With the awards night coming to an end, let’s have a look at some of the big and small records that were broken at the 98th Academy awards.
Major records from the Oscars night
- Sean Penn, who won in the Best Supporting Actor category for One Battle After Another, became only the fourth male actor to ever win 3 acting Oscars, joining Daniel Day-Lewis, Jack Nicholson and Walter Brennan, Penn previously won in the Best Actor category for Milk and Mystic River.
- Amy Madigan, who won for Weapons in the Best Supporting Actress category, set a new record for an actress with the longest gap between a first nomination and a first victory at the Oscars – her 2026 win is 40 years and 1 month after her first Oscar nomination.
- Jessie Buckley who won for Hamnet, became the first Irish actress to ever win in the Best Actress category.
- Michael B Jordan, who won for Sinners, became the first individual to win in the Best Actor category for playing twins, in Sinners, he plays both Smoke and Stack.
- Autumn Durald Arkapaw, who won for Sinners, became the first woman to ever win in the Best Cinematography category as well as the first black cinematographer to ever win.

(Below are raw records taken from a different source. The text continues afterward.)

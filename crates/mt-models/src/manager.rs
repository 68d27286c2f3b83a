//! Model Version Manager
//!
//! Every mutation of a model's version set or active pointer runs under a
//! per-model lock. Version numbers come from the store's atomic counter, so
//! they are never reused, even after deletion. Training runs in a spawned
//! task that flips the version to `complete` or `error`; only a completed
//! version that asked for activation and is newer than the current active
//! one moves the pointer.

use crate::engine::{EngineRegistry, MlEngine, TrainingDataLoader};
use crate::error::{ModelError, ModelResult};
use mt_core::config::TrainingConfig;
use mt_core::{
    Clock, KeyedLocks, ModelId, ModelRecord, ModelVersion, ProjectName, TrainingParams,
    VersionStatus,
};
use mt_meta::MetaStore;
use std::sync::{Arc, RwLock, Weak};
use tokio::time::Instant;

type LockKey = (String, String);

fn lock_key(id: &ModelId) -> LockKey {
    (
        id.project.to_ascii_lowercase(),
        id.name.to_ascii_lowercase(),
    )
}

#[derive(Debug, Clone, Copy, PartialEq, Eq)]
enum Origin {
    /// CREATE MODEL: the model must not exist yet
    Create,
    /// A new version from explicit parameters only
    Version,
    /// RETRAIN: unset parameters inherit from the active version
    Retrain,
}

/// Owns the lifecycle of every model and its versions
pub struct ModelVersionManager {
    store: Arc<dyn MetaStore>,
    engines: Arc<EngineRegistry>,
    clock: Arc<dyn Clock>,
    locks: Arc<KeyedLocks<LockKey>>,
    loader: RwLock<Option<Weak<dyn TrainingDataLoader>>>,
    config: TrainingConfig,
}

impl ModelVersionManager {
    pub fn new(
        store: Arc<dyn MetaStore>,
        engines: Arc<EngineRegistry>,
        clock: Arc<dyn Clock>,
        config: TrainingConfig,
    ) -> Self {
        Self {
            store,
            engines,
            clock,
            locks: Arc::new(KeyedLocks::new()),
            loader: RwLock::new(None),
            config,
        }
    }

    /// Install the component that runs training queries.
    ///
    /// Held weakly: the loader is normally the query engine, which itself
    /// owns this manager.
    pub fn set_training_loader(&self, loader: Weak<dyn TrainingDataLoader>) {
        *self.loader.write().unwrap_or_else(|p| p.into_inner()) = Some(loader);
    }

    pub fn engines(&self) -> &EngineRegistry {
        &self.engines
    }

    fn training_loader(&self) -> Option<Arc<dyn TrainingDataLoader>> {
        self.loader
            .read()
            .unwrap_or_else(|p| p.into_inner())
            .as_ref()
            .and_then(Weak::upgrade)
    }

    /// CREATE MODEL: create the model and its first version.
    ///
    /// Fails with `AlreadyExists` if the model exists.
    pub async fn create_model(
        &self,
        id: &ModelId,
        params: TrainingParams,
    ) -> ModelResult<ModelVersion> {
        self.start_version(id, params, Origin::Create).await
    }

    /// Allocate the next version from explicit parameters, creating the
    /// model if it does not exist yet.
    pub async fn create_version(
        &self,
        id: &ModelId,
        params: TrainingParams,
    ) -> ModelResult<ModelVersion> {
        self.start_version(id, params, Origin::Version).await
    }

    /// RETRAIN: like [`create_version`](Self::create_version), but the
    /// target, tag, engine, training query and options default to the active
    /// version's (the latest version's if none is active yet). With
    /// `active = Some(false)` the new version never becomes active on its own.
    pub async fn retrain(&self, id: &ModelId, params: TrainingParams) -> ModelResult<ModelVersion> {
        self.start_version(id, params, Origin::Retrain).await
    }

    async fn start_version(
        &self,
        id: &ModelId,
        params: TrainingParams,
        origin: Origin,
    ) -> ModelResult<ModelVersion> {
        let wait = params.wait;
        let version = {
            let _guard = self.locks.lock(&lock_key(id)).await;

            let existing = self.store.get_model(id)?;
            let params = match (&existing, origin) {
                (Some(_), Origin::Create) => {
                    return Err(ModelError::AlreadyExists(id.to_string()));
                }
                (None, Origin::Retrain) => return Err(ModelError::ModelNotFound(id.to_string())),
                (Some(model), Origin::Retrain) => self.inherit(model, params)?,
                _ => params,
            };

            let engine_name = params
                .engine
                .clone()
                .or_else(|| existing.as_ref().map(|m| m.engine.clone()))
                .unwrap_or_else(|| self.engines.default_engine().to_string());
            let engine = self.engines.get(&engine_name)?;
            engine.validate(&params)?;

            let now = self.clock.now();
            if existing.is_none() {
                self.store.create_model(&ModelRecord {
                    id: id.clone(),
                    engine: engine.name().to_string(),
                    active_version: None,
                    last_version: 0,
                    created_at: now,
                })?;
            }

            let number = self.store.allocate_version(id)?;
            let version = ModelVersion {
                model: id.clone(),
                version: number,
                status: VersionStatus::Generating,
                engine: engine.name().to_string(),
                predict: params.predict,
                tag: params.tag,
                training_query: params.training_query,
                options: params.options,
                activate_on_complete: params.active.unwrap_or(true),
                error: None,
                created_at: now,
                completed_at: None,
            };
            self.store.insert_version(&version)?;
            log::info!(
                "Allocated version {} of {} (engine {}, activate on complete: {})",
                number,
                id,
                version.engine,
                version.activate_on_complete
            );

            TrainingTask {
                store: Arc::clone(&self.store),
                clock: Arc::clone(&self.clock),
                locks: Arc::clone(&self.locks),
                loader: self.training_loader(),
                engine,
                version: version.clone(),
            }
            .spawn();
            version
        };

        if wait {
            return self.wait_for_completion(id, version.version).await;
        }
        Ok(version)
    }

    /// Fill unset retrain parameters from the active version
    fn inherit(&self, model: &ModelRecord, mut params: TrainingParams) -> ModelResult<TrainingParams> {
        let base = match model.active_version {
            Some(active) => self.store.get_version(&model.id, active)?,
            None => self.store.list_versions(&model.id)?.pop(),
        };
        let Some(base) = base else {
            return Ok(params);
        };

        params.predict = params.predict.or(base.predict);
        params.tag = params.tag.or(base.tag);
        params.engine = params.engine.or(Some(base.engine));
        params.training_query = params.training_query.or(base.training_query);
        let mut options = base.options;
        options.extend(std::mem::take(&mut params.options));
        params.options = options;
        Ok(params)
    }

    /// Bounded poll until the version leaves `generating`
    pub async fn wait_for_completion(
        &self,
        id: &ModelId,
        version: u32,
    ) -> ModelResult<ModelVersion> {
        let timeout = self.config.wait_timeout();
        let started = Instant::now();
        loop {
            let current = self.get_version(id, version)?;
            match current.status {
                VersionStatus::Complete => return Ok(current),
                VersionStatus::Error => {
                    return Err(ModelError::TrainingFailed {
                        model: id.to_string(),
                        version,
                        message: current.error.unwrap_or_default(),
                    });
                }
                VersionStatus::Generating => {}
            }
            let waited = started.elapsed();
            if waited >= timeout {
                return Err(ModelError::WaitTimeout {
                    model: id.to_string(),
                    version,
                    waited,
                });
            }
            tokio::time::sleep(self.config.poll_interval().min(timeout - waited)).await;
        }
    }

    /// Make `version` the active version, replacing the previous one in a
    /// single write.
    pub async fn activate(&self, id: &ModelId, version: u32) -> ModelResult<()> {
        let _guard = self.locks.lock(&lock_key(id)).await;
        self.require_model(id)?;
        let target = self.get_version(id, version)?;
        if !target.is_complete() {
            return Err(ModelError::NotReady {
                model: id.to_string(),
                version,
                status: target.status,
            });
        }
        self.store.set_active_version(id, Some(version))?;
        log::info!("Activated version {} of {}", version, id);
        Ok(())
    }

    /// Delete one version. The active version and versions still training
    /// cannot be deleted.
    pub async fn delete_version(&self, id: &ModelId, version: u32) -> ModelResult<()> {
        let _guard = self.locks.lock(&lock_key(id)).await;
        let model = self.require_model(id)?;
        let target = self.get_version(id, version)?;
        if model.is_active(version) {
            return Err(ModelError::ActiveVersionDelete {
                model: id.to_string(),
                version,
            });
        }
        if target.status == VersionStatus::Generating {
            return Err(ModelError::VersionGenerating {
                model: id.to_string(),
                version,
            });
        }
        if !self.store.delete_version(id, version)? {
            return Err(ModelError::VersionNotFound {
                model: id.to_string(),
                version,
            });
        }
        log::info!("Deleted version {} of {}", version, id);
        Ok(())
    }

    /// Delete a model and all of its versions
    pub async fn drop_model(&self, id: &ModelId) -> ModelResult<()> {
        let _guard = self.locks.lock(&lock_key(id)).await;
        if !self.store.delete_model(id)? {
            return Err(ModelError::ModelNotFound(id.to_string()));
        }
        log::info!("Dropped model {}", id);
        Ok(())
    }

    pub fn get_model(&self, id: &ModelId) -> ModelResult<Option<ModelRecord>> {
        Ok(self.store.get_model(id)?)
    }

    pub fn list_models(&self, project: Option<&ProjectName>) -> ModelResult<Vec<ModelRecord>> {
        Ok(self.store.list_models(project)?)
    }

    pub fn list_versions(&self, id: &ModelId) -> ModelResult<Vec<ModelVersion>> {
        self.require_model(id)?;
        Ok(self.store.list_versions(id)?)
    }

    /// A single version, including the error text of failed trainings
    pub fn get_version(&self, id: &ModelId, version: u32) -> ModelResult<ModelVersion> {
        self.store
            .get_version(id, version)?
            .ok_or_else(|| ModelError::VersionNotFound {
                model: id.to_string(),
                version,
            })
    }

    /// The version a query should use: the pinned one if given, else the
    /// active one, else the latest (whose status then decides readiness).
    pub fn resolve_version(&self, id: &ModelId, pinned: Option<u32>) -> ModelResult<ModelVersion> {
        let model = self.require_model(id)?;
        match pinned.or(model.active_version) {
            Some(version) => self.get_version(id, version),
            None => self
                .store
                .list_versions(id)?
                .pop()
                .ok_or_else(|| ModelError::ModelNotFound(id.to_string())),
        }
    }

    /// Engine serving a version
    pub fn engine_for(&self, version: &ModelVersion) -> ModelResult<Arc<dyn MlEngine>> {
        self.engines.get(&version.engine)
    }

    fn require_model(&self, id: &ModelId) -> ModelResult<ModelRecord> {
        self.store
            .get_model(id)?
            .ok_or_else(|| ModelError::ModelNotFound(id.to_string()))
    }
}

/// Background training of one version
struct TrainingTask {
    store: Arc<dyn MetaStore>,
    clock: Arc<dyn Clock>,
    locks: Arc<KeyedLocks<LockKey>>,
    loader: Option<Arc<dyn TrainingDataLoader>>,
    engine: Arc<dyn MlEngine>,
    version: ModelVersion,
}

impl TrainingTask {
    fn spawn(self) {
        tokio::spawn(async move {
            let id = self.version.model.clone();
            let number = self.version.version;
            if let Err(e) = self.run().await {
                log::warn!("Recording outcome of {}.{} failed: {}", id, number, e);
            }
        });
    }

    async fn run(self) -> ModelResult<()> {
        let id = &self.version.model;
        let number = self.version.version;

        let outcome = match self.load_data().await {
            Ok(data) => self.engine.train(&self.version, data.as_ref()).await,
            Err(e) => Err(e),
        };

        let _guard = self.locks.lock(&lock_key(id)).await;
        let Some(model) = self.store.get_model(id)? else {
            log::debug!("Model {} was dropped while training version {}", id, number);
            return Ok(());
        };

        let now = self.clock.now();
        match outcome {
            Ok(()) => {
                self.store
                    .set_version_status(id, number, VersionStatus::Complete, None, Some(now))?;
                log::info!("Training of {}.{} complete", id, number);
                let newer = model.active_version.map_or(true, |active| number > active);
                if self.version.activate_on_complete && newer {
                    self.store.set_active_version(id, Some(number))?;
                    log::info!("Activated version {} of {}", number, id);
                }
            }
            Err(e) => {
                let message = e.to_string();
                self.store.set_version_status(
                    id,
                    number,
                    VersionStatus::Error,
                    Some(&message),
                    Some(now),
                )?;
                log::warn!("Training of {}.{} failed: {}", id, number, message);
            }
        }
        Ok(())
    }

    async fn load_data(&self) -> ModelResult<Option<mt_core::RowBatch>> {
        let Some(query) = &self.version.training_query else {
            return Ok(None);
        };
        let Some(loader) = &self.loader else {
            return Err(ModelError::TrainingData(
                "no training data loader is configured".to_string(),
            ));
        };
        loader
            .load(&self.version.model.project, query)
            .await
            .map(Some)
    }
}

#[cfg(test)]
#[path = "manager_test.rs"]
mod tests;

- Dianne Warren, nominated for Dear Me, officially broke her tie with Greg P Russell and she became the sole holder of the record for the most nominations without a win with 17 nominations. As a side note, Warren set another record by becoming the first individual to earn an Oscar nomination in the Best Original Song category for 9 consecutive years – her current run started in 2018, making 2026 her 9th consecutive nomination, thus breaking her previous tie with Sammy Cahn who earned 8 consecutive nominations in the category between 1955 and 1962
- Ejae, 24, Ido & Teddy Park, who won for co-writing Golden, became the first South Koreans to win in the Best Original Song category; additionally, Golden became a first K-Pop song to win an Oscar.